**Exercise goal:** Check each line of the entries below for the word "BrandLoaderProps", and copy out the ones that have it.

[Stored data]
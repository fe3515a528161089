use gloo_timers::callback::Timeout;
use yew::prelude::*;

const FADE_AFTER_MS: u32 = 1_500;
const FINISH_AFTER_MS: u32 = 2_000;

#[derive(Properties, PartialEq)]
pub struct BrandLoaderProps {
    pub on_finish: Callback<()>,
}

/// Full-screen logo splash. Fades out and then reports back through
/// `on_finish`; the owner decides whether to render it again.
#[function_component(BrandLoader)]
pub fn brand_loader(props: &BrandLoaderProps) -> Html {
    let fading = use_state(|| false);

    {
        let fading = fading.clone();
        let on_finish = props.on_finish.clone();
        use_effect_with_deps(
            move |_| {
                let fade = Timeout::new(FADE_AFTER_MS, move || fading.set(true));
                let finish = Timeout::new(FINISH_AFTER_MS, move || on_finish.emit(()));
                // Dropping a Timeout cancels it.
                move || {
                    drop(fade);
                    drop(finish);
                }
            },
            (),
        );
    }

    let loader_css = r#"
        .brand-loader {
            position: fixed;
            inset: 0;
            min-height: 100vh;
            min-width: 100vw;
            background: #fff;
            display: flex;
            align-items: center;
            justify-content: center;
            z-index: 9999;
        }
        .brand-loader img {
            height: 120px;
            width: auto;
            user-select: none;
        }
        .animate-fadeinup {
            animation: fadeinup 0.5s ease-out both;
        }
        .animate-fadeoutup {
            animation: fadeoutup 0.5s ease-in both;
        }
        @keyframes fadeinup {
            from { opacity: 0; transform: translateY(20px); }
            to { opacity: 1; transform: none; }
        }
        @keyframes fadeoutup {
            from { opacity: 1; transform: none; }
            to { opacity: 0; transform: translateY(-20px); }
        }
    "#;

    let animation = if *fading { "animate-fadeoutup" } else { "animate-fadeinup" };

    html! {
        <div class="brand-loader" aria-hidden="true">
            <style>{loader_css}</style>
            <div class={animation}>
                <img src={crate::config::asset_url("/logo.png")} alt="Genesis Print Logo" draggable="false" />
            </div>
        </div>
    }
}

...

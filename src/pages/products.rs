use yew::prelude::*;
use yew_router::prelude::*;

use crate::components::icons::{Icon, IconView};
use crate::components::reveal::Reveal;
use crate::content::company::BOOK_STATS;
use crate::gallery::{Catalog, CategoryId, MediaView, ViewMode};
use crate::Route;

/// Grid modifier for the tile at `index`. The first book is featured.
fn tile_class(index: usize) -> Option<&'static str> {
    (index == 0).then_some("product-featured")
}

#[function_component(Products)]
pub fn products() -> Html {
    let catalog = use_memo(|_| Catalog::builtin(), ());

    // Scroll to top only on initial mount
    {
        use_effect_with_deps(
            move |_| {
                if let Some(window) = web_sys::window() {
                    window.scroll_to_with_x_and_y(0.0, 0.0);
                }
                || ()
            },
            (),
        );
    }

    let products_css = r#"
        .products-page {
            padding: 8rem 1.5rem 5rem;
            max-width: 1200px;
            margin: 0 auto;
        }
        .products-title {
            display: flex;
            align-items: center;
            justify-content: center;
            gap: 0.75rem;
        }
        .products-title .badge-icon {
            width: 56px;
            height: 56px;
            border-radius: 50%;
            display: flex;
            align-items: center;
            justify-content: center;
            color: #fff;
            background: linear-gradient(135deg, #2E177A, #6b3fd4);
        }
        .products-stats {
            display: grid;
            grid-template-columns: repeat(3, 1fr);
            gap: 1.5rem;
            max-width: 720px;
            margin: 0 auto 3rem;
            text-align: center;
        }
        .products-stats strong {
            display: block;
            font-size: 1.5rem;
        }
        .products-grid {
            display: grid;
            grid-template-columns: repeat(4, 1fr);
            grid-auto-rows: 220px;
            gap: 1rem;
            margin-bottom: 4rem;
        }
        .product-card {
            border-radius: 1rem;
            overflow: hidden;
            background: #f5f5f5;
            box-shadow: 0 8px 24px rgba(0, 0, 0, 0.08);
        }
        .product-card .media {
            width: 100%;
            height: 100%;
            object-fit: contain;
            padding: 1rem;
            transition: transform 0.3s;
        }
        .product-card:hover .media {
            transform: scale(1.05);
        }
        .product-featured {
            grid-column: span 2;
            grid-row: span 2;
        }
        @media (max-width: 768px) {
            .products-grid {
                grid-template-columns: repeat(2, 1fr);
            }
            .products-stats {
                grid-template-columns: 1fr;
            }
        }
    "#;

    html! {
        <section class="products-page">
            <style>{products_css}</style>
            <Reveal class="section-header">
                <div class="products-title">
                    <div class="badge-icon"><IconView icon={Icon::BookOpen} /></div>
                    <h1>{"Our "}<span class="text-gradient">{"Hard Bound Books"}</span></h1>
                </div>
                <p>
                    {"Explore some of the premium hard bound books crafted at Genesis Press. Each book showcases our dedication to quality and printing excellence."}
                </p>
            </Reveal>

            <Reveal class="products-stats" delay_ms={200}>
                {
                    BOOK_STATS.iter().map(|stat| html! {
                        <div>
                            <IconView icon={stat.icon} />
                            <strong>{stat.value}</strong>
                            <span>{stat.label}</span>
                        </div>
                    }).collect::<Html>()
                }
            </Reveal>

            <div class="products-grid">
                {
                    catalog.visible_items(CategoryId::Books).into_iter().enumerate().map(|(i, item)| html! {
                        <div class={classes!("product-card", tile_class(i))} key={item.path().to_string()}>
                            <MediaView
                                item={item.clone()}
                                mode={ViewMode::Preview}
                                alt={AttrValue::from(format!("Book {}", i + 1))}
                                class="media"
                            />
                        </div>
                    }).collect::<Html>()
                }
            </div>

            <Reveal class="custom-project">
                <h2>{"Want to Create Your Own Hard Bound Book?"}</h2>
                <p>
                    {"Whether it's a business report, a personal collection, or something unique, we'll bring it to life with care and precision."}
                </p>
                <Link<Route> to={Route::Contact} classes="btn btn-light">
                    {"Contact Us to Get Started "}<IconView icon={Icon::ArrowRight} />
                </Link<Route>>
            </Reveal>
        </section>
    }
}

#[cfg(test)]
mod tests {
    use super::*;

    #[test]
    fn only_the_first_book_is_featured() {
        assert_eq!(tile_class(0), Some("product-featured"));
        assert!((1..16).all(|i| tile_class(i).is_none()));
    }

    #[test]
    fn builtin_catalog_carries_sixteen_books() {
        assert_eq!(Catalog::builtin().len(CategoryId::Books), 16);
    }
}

--

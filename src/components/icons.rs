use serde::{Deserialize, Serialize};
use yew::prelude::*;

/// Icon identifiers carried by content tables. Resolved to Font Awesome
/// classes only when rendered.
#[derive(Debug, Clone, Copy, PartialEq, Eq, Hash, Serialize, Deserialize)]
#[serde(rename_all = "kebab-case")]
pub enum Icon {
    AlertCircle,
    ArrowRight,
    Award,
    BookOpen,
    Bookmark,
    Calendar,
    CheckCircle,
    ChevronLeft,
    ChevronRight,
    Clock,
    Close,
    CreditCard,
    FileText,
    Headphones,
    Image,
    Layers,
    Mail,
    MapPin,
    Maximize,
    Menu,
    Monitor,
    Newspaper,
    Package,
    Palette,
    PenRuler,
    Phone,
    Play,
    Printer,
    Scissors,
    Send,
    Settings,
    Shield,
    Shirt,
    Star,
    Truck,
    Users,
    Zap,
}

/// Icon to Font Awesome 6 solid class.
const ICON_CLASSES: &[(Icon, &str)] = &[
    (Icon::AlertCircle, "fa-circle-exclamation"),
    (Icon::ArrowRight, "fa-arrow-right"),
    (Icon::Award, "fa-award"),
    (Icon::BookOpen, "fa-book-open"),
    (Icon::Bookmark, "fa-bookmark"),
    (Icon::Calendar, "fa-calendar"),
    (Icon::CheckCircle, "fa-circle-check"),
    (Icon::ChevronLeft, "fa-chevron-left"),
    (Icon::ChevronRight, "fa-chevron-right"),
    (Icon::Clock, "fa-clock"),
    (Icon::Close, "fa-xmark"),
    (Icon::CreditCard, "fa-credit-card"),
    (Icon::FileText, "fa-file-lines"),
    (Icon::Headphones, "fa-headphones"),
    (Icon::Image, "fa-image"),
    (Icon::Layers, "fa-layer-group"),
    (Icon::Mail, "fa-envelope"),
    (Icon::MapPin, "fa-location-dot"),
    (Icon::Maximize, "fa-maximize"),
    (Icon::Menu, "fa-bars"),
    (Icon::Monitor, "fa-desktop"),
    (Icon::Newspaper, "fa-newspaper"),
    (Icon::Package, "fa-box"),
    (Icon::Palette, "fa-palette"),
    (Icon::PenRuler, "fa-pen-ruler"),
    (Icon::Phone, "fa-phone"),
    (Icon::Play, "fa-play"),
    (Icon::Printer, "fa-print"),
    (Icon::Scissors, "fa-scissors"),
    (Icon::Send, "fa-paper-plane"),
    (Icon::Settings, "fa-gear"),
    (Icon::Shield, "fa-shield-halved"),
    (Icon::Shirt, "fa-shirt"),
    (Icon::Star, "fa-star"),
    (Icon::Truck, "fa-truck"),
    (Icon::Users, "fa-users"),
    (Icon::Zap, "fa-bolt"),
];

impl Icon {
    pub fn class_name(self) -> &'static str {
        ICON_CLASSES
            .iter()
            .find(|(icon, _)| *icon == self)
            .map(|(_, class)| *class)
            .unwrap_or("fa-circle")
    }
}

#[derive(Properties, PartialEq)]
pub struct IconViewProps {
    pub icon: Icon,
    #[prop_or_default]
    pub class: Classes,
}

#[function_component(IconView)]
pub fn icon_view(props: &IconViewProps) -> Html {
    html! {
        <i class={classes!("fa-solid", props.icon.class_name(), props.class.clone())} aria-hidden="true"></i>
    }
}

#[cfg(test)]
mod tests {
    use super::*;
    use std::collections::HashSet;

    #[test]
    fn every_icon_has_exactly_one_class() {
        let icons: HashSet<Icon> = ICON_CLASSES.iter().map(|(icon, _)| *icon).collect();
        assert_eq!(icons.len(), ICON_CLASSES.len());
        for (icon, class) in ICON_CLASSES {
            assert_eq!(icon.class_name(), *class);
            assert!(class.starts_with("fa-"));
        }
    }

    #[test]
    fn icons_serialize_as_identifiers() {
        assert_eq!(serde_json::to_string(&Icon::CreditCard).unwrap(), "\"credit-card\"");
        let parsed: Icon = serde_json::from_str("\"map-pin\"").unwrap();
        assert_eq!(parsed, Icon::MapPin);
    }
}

**Solution:**
pub struct BrandLoaderProps {
pub fn brand_loader(props: &BrandLoaderProps) -> Html {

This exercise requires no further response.